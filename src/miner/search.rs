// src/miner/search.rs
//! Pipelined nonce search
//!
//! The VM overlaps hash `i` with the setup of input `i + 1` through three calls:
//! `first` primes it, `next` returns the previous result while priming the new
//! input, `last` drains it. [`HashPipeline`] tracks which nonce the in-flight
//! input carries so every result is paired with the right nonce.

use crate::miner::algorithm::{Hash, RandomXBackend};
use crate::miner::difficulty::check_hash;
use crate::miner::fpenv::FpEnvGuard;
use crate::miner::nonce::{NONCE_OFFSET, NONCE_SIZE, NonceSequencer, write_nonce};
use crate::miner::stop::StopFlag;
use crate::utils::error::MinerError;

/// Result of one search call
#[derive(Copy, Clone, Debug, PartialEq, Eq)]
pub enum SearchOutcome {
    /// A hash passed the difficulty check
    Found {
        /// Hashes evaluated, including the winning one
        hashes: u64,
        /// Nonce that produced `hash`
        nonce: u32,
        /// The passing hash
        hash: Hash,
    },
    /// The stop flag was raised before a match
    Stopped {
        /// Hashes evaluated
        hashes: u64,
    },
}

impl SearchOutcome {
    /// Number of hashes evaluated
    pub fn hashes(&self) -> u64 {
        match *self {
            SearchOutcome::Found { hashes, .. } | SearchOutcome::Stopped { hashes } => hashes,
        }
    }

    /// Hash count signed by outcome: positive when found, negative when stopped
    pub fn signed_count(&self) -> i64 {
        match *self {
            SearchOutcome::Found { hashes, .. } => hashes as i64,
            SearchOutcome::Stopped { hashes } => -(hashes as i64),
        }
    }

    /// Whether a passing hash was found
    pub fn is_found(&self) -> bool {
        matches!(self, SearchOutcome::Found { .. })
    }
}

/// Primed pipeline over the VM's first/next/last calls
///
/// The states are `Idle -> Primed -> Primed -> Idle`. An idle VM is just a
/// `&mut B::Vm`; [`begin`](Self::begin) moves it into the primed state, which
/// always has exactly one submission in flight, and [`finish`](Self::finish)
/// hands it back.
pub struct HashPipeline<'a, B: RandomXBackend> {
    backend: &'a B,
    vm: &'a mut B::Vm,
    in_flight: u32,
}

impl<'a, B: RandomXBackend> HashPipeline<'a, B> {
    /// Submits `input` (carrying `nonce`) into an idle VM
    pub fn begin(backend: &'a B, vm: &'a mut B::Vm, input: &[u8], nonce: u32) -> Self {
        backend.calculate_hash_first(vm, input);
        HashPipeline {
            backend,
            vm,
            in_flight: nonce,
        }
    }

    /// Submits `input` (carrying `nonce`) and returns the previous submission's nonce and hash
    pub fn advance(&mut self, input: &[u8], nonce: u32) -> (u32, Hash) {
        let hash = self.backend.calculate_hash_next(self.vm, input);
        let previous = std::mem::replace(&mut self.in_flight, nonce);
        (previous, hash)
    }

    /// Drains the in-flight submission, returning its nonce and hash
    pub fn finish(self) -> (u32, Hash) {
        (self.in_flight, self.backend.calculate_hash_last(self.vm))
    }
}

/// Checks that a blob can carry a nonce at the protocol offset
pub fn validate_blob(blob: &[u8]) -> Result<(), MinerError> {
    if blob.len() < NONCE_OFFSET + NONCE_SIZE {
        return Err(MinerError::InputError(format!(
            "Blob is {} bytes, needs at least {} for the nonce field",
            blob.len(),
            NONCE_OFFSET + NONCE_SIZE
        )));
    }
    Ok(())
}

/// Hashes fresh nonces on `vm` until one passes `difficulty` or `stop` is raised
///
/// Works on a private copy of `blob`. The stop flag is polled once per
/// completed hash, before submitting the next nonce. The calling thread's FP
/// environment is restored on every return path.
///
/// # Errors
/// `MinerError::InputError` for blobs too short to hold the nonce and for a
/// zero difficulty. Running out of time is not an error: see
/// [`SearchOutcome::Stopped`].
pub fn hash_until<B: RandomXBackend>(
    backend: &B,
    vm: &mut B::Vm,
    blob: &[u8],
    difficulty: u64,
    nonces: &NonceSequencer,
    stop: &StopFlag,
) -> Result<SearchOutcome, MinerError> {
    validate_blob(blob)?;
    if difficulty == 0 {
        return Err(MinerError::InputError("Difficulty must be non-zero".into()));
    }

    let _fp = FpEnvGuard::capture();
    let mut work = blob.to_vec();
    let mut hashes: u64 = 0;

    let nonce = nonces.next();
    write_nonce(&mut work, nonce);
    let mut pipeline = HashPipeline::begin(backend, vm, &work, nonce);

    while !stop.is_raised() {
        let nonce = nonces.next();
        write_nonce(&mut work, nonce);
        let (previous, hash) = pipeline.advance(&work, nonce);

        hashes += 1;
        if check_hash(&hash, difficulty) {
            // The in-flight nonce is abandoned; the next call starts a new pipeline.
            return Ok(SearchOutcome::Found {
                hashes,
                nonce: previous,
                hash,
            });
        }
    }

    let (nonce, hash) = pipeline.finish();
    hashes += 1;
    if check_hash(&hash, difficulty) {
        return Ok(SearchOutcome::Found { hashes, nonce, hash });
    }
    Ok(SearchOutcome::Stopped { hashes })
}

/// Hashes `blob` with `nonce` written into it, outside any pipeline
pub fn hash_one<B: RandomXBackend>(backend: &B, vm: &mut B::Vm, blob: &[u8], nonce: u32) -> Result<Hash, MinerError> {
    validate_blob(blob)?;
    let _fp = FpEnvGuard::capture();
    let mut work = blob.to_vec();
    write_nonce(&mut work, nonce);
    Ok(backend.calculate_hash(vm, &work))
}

--

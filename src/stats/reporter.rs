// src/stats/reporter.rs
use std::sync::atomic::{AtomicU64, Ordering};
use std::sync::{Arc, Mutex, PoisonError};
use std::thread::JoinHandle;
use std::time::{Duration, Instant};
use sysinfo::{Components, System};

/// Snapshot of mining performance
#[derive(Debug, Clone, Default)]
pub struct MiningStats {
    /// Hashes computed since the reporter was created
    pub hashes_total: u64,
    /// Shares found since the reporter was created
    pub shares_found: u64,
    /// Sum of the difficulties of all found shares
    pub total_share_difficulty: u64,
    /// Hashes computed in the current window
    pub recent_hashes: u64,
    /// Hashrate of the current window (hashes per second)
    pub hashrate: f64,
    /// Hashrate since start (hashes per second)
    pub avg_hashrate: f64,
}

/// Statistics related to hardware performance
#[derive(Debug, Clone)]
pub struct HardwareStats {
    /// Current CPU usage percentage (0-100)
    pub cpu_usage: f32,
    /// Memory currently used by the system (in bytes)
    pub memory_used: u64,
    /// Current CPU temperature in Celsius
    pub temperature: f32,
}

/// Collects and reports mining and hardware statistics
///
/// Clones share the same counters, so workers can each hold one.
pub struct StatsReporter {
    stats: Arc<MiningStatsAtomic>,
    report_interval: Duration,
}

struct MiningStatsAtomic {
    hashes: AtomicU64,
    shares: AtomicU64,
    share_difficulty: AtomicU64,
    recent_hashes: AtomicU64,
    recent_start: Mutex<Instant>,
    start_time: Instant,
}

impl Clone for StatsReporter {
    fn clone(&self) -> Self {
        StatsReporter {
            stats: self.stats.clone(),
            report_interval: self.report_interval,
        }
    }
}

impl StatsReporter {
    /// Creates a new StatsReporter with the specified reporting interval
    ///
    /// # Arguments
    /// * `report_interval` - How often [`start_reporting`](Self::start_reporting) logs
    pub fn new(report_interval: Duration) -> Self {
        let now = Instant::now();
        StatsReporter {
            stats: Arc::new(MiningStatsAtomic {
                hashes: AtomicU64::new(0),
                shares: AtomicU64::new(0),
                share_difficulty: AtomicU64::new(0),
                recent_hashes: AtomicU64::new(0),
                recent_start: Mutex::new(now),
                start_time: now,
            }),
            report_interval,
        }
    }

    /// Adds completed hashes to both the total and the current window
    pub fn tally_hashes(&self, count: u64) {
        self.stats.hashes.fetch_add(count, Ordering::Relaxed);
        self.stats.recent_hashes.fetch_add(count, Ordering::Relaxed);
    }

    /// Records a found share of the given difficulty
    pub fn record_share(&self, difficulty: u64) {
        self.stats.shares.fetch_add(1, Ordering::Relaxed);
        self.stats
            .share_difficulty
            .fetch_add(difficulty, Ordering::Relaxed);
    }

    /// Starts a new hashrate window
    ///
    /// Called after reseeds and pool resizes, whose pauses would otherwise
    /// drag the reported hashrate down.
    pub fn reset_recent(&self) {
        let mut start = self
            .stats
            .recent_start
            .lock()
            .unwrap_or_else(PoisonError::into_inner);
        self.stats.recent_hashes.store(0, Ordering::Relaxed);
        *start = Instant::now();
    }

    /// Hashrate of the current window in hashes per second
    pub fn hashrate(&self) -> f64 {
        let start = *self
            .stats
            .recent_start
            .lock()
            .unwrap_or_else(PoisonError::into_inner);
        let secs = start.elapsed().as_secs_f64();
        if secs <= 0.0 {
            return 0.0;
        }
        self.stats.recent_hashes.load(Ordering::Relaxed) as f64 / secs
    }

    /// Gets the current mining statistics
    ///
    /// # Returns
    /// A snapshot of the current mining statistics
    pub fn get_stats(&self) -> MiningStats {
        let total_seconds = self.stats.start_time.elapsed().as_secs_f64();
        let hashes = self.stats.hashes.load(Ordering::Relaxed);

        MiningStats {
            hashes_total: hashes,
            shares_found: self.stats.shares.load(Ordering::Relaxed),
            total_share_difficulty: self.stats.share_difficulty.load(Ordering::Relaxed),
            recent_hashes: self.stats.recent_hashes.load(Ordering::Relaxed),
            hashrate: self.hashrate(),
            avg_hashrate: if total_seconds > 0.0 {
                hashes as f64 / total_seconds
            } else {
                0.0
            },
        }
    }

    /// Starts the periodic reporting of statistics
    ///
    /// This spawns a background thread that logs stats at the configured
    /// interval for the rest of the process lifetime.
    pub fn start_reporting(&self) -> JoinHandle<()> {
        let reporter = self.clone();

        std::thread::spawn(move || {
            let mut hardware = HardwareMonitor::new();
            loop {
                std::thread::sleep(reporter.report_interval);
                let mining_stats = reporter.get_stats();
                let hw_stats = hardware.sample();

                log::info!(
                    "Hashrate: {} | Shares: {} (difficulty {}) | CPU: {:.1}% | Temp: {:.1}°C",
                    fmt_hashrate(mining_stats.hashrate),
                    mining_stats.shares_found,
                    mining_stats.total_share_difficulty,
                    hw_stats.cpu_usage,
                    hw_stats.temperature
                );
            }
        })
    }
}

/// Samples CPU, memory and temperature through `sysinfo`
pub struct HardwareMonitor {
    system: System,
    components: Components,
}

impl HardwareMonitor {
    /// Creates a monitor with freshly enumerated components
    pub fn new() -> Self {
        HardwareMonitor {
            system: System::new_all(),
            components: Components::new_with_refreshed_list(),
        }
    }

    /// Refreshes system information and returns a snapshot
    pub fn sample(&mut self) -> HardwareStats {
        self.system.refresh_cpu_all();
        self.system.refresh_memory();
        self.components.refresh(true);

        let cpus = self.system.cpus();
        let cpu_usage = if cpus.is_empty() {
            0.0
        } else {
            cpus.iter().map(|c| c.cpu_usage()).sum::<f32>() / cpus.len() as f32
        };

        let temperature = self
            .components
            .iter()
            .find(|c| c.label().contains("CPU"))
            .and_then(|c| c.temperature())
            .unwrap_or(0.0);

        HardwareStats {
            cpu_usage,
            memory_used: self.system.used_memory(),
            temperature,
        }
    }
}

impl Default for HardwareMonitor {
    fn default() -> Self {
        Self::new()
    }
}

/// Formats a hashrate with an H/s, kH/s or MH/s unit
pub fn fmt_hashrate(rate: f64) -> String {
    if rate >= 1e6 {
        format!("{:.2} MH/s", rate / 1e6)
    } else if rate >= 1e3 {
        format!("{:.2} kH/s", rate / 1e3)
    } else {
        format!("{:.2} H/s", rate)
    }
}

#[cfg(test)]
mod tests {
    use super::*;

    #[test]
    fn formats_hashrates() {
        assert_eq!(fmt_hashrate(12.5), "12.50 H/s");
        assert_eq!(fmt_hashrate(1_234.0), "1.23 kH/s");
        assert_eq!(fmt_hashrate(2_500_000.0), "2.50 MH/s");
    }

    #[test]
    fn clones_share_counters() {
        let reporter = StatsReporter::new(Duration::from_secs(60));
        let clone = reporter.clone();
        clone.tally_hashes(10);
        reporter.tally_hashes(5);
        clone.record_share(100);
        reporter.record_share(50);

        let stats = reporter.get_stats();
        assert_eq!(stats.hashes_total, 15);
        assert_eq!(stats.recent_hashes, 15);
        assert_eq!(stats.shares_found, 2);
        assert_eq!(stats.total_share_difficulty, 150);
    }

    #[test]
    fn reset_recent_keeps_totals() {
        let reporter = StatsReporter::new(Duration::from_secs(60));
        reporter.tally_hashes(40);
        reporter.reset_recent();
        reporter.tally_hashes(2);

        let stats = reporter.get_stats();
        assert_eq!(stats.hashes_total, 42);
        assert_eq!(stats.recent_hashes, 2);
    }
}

* * *

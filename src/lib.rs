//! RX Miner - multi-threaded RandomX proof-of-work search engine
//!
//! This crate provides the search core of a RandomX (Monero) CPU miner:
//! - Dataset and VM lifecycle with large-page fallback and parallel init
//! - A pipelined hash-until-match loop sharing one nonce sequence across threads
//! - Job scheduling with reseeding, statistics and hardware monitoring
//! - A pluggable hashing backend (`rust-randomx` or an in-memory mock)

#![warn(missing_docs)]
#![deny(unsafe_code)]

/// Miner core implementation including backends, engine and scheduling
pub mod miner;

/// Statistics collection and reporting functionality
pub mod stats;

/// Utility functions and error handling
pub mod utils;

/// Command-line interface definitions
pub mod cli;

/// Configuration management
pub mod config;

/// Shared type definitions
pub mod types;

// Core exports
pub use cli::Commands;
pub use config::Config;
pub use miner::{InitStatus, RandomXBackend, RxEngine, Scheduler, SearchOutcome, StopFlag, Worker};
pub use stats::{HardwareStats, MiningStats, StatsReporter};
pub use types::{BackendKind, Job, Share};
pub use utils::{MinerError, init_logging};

Work instruction:
Show each line in the data where the string "submission" appears.

Your solution:
/// always has exactly one submission in flight, and [`finish`](Self::finish)
    /// Submits `input` (carrying `nonce`) and returns the previous submission's nonce and hash
    /// Drains the in-flight submission, returning its nonce and hash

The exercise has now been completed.